What lines below mention the word "Highest"? Copy each one.

Data for processing:
______________________________

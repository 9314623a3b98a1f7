//! Account-level risk math: health components, free collateral and the
//! withdraw/borrow/liquidation capacities derived from them.
//!
//! All capacities are returned in UI units of the bank in question.

use alloy::primitives::Address;

use crate::model::{Account, GroupSnapshot, MarginRequirement, PriceBias};

/// Share of seized collateral value credited to the liquidatee.
pub const LIQUIDATION_DISCOUNT: f64 = 0.95;

/// Share of seized collateral value the liquidator pays for it.
pub const LIQUIDATOR_PAYMENT_RATIO: f64 = 0.975;

/// Weighted asset and liability totals of an account.
#[derive(Debug, Clone, Copy, Default, PartialEq)]
pub struct HealthComponents {
    pub assets: f64,
    pub liabilities: f64,
}

impl HealthComponents {
    pub fn health(&self) -> f64 {
        self.assets - self.liabilities
    }
}

impl Account {
    /// Sum of weighted asset and liability values over active balances.
    /// Balances whose bank or price is unknown are ignored.
    pub fn compute_health_components(
        &self,
        group: &GroupSnapshot,
        requirement: MarginRequirement,
    ) -> HealthComponents {
        self.active_balances()
            .filter_map(|balance| {
                let (bank, price) = group.bank_with_price(&balance.bank)?;
                Some(balance.compute_usd_value(bank, price, requirement))
            })
            .fold(HealthComponents::default(), |acc, value| HealthComponents {
                assets: acc.assets + value.assets,
                liabilities: acc.liabilities + value.liabilities,
            })
    }

    /// Maintenance-margin liquidation test.
    pub fn can_be_liquidated(&self, group: &GroupSnapshot) -> bool {
        let components = self.compute_health_components(group, MarginRequirement::Maintenance);
        components.assets < components.liabilities
    }

    /// Initial-margin collateral not backing any liability (USD).
    pub fn compute_free_collateral(&self, group: &GroupSnapshot) -> f64 {
        self.compute_health_components(group, MarginRequirement::Initial)
            .health()
            .max(0.0)
    }

    /// Largest amount of `bank` that can be withdrawn without breaking the
    /// initial margin requirement.
    pub fn compute_max_withdraw_for_bank(&self, group: &GroupSnapshot, bank: &Address) -> f64 {
        let Some((bank, price)) = group.bank_with_price(bank) else {
            return 0.0;
        };
        let Some(balance) = self.balance(&bank.address) else {
            return 0.0;
        };

        let assets = balance.compute_quantity_ui(bank).assets;
        let weighted_price = price.biased(PriceBias::Lowest) * bank.config.asset_weight_init;

        // Assets that do not count as collateral are always free
        if weighted_price <= 0.0 {
            return assets;
        }

        let untied = self.compute_free_collateral(group) / weighted_price;
        assets.min(untied)
    }

    /// Largest amount of `bank` the account can take out: free deposits
    /// first, then borrowing against the remaining free collateral.
    pub fn compute_max_borrow_for_bank(&self, group: &GroupSnapshot, bank: &Address) -> f64 {
        let Some((bank, price)) = group.bank_with_price(bank) else {
            return 0.0;
        };

        let free_collateral = self.compute_free_collateral(group);
        let liability_price = price.biased(PriceBias::Highest) * bank.config.liability_weight_init;
        let borrow_capacity = if liability_price > 0.0 {
            free_collateral / liability_price
        } else {
            0.0
        };

        let assets = self
            .balance(&bank.address)
            .map(|b| b.compute_quantity_ui(bank).assets)
            .unwrap_or(0.0);

        if assets <= 0.0 {
            return borrow_capacity;
        }

        let asset_price = price.biased(PriceBias::Lowest) * bank.config.asset_weight_init;
        if asset_price <= 0.0 {
            return assets + borrow_capacity;
        }

        let untied = free_collateral / asset_price;
        if untied <= assets {
            untied
        } else {
            let remaining_collateral = free_collateral - assets * asset_price;
            let extra = if liability_price > 0.0 {
                remaining_collateral / liability_price
            } else {
                0.0
            };
            assets + extra
        }
    }

    /// Largest amount of `asset_bank` collateral a liquidator may seize while
    /// repaying `liability_bank`, bounded by the collateral held, the value
    /// needed to restore maintenance health and the outstanding liability.
    pub fn compute_max_liquidatable_asset_amount(
        &self,
        group: &GroupSnapshot,
        asset_bank: &Address,
        liability_bank: &Address,
    ) -> f64 {
        let (Some((asset_bank, asset_price)), Some((liab_bank, liab_price))) = (
            group.bank_with_price(asset_bank),
            group.bank_with_price(liability_bank),
        ) else {
            return 0.0;
        };

        let asset_price_low = asset_price.biased(PriceBias::Lowest);
        if asset_price_low <= 0.0 {
            return 0.0;
        }
        let liab_price_high = liab_price.biased(PriceBias::Highest);

        let current_health = self
            .compute_health_components(group, MarginRequirement::Maintenance)
            .health();

        let weight_delta = asset_bank.config.asset_weight_maint
            - liab_bank.config.liability_weight_maint * LIQUIDATION_DISCOUNT;
        let underwater_usd = if weight_delta == 0.0 {
            f64::INFINITY
        } else {
            (current_health / weight_delta).abs()
        };

        let assets_usd = self
            .balance(&asset_bank.address)
            .map(|b| b.compute_quantity_ui(asset_bank).assets * asset_price_low)
            .unwrap_or(0.0);
        let liabs_usd = self
            .balance(&liab_bank.address)
            .map(|b| b.compute_quantity_ui(liab_bank).liabilities * liab_price_high)
            .unwrap_or(0.0);

        let max_usd = assets_usd
            .min(underwater_usd)
            .min(liabs_usd / LIQUIDATION_DISCOUNT);

        max_usd / asset_price_low
    }
}

#[cfg(test)]
mod tests {
    use super::*;
    use crate::model::{Bank, BankConfig, PriceInfo, RiskTier};

    const USDC_BANK: Address = Address::repeat_byte(0x01);
    const SOL_BANK: Address = Address::repeat_byte(0x02);

    fn group() -> GroupSnapshot {
        let usdc = Bank::new(
            USDC_BANK,
            Address::repeat_byte(0xa1),
            6,
            BankConfig {
                asset_weight_init: 1.0,
                asset_weight_maint: 1.0,
                liability_weight_init: 1.0,
                liability_weight_maint: 1.0,
                risk_tier: RiskTier::Collateral,
            },
        );
        let sol = Bank::new(
            SOL_BANK,
            Address::repeat_byte(0xa2),
            9,
            BankConfig {
                asset_weight_init: 0.5,
                asset_weight_maint: 0.6,
                liability_weight_init: 1.0,
                liability_weight_maint: 1.0,
                risk_tier: RiskTier::Collateral,
            },
        );
        GroupSnapshot::new()
            .with_bank(usdc, PriceInfo::new(1.0, 0.0))
            .with_bank(sol, PriceInfo::new(100.0, 0.0))
    }

    fn account(usdc_assets: f64, sol_assets: f64, usdc_liabs: f64, sol_liabs: f64) -> Account {
        let mut account = Account::new(Address::repeat_byte(0x99), Address::repeat_byte(0x98));
        let usdc = account.balance_mut(USDC_BANK);
        usdc.asset_shares = usdc_assets * 1e6;
        usdc.liability_shares = usdc_liabs * 1e6;
        let sol = account.balance_mut(SOL_BANK);
        sol.asset_shares = sol_assets * 1e9;
        sol.liability_shares = sol_liabs * 1e9;
        account
    }

    #[test]
    fn test_health_components() {
        let group = group();
        let acc = account(100.0, 1.0, 0.0, 0.0);
        let init = acc.compute_health_components(&group, MarginRequirement::Initial);
        assert!((init.assets - 150.0).abs() < 1e-6);
        let equity = acc.compute_health_components(&group, MarginRequirement::Equity);
        assert!((equity.assets - 200.0).abs() < 1e-6);
        assert!(!acc.can_be_liquidated(&group));
    }

    #[test]
    fn test_max_withdraw_limited_by_free_collateral() {
        let group = group();
        // 2 SOL deposited (init value 100), 60 USDC borrowed -> 40 free
        let acc = account(0.0, 2.0, 60.0, 0.0);
        let max = acc.compute_max_withdraw_for_bank(&group, &SOL_BANK);
        assert!((max - 0.8).abs() < 1e-9);

        // Unencumbered deposit is fully withdrawable
        let acc = account(0.0, 2.0, 0.0, 0.0);
        assert!((acc.compute_max_withdraw_for_bank(&group, &SOL_BANK) - 2.0).abs() < 1e-9);

        // No balance, nothing to withdraw
        assert_eq!(acc.compute_max_withdraw_for_bank(&group, &USDC_BANK), 0.0);
    }

    #[test]
    fn test_max_borrow_includes_own_deposit() {
        let group = group();
        let acc = account(100.0, 0.0, 0.0, 0.0);
        // 100 USDC withdrawable, nothing left to borrow on
        assert!((acc.compute_max_borrow_for_bank(&group, &USDC_BANK) - 100.0).abs() < 1e-9);
        // 100 USD of free collateral buys 1 SOL of borrowing
        assert!((acc.compute_max_borrow_for_bank(&group, &SOL_BANK) - 1.0).abs() < 1e-9);

        // Deposit plus borrowing capacity from other collateral
        let acc = account(100.0, 1.0, 0.0, 0.0);
        assert!((acc.compute_max_borrow_for_bank(&group, &USDC_BANK) - 150.0).abs() < 1e-9);
    }

    #[test]
    fn test_liquidation_eligibility_and_limit() {
        let group = group();
        // 1 SOL (maint 60) against 80 USDC debt
        let acc = account(0.0, 1.0, 80.0, 0.0);
        assert!(acc.can_be_liquidated(&group));

        // health = -20, delta = 0.6 - 0.95 = -0.35 -> 57.14 USD
        let max = acc.compute_max_liquidatable_asset_amount(&group, &SOL_BANK, &USDC_BANK);
        assert!((max - (20.0 / 0.35) / 100.0).abs() < 1e-9);

        // Bounded by the collateral actually held
        let acc = account(0.0, 0.1, 80.0, 0.0);
        let max = acc.compute_max_liquidatable_asset_amount(&group, &SOL_BANK, &USDC_BANK);
        assert!(max <= 0.1 + 1e-12);
    }
}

______________________________

Answer to this exercise:
        let liability_price = price.biased(PriceBias::Highest) * bank.config.liability_weight_init;
        let liab_price_high = liab_price.biased(PriceBias::Highest);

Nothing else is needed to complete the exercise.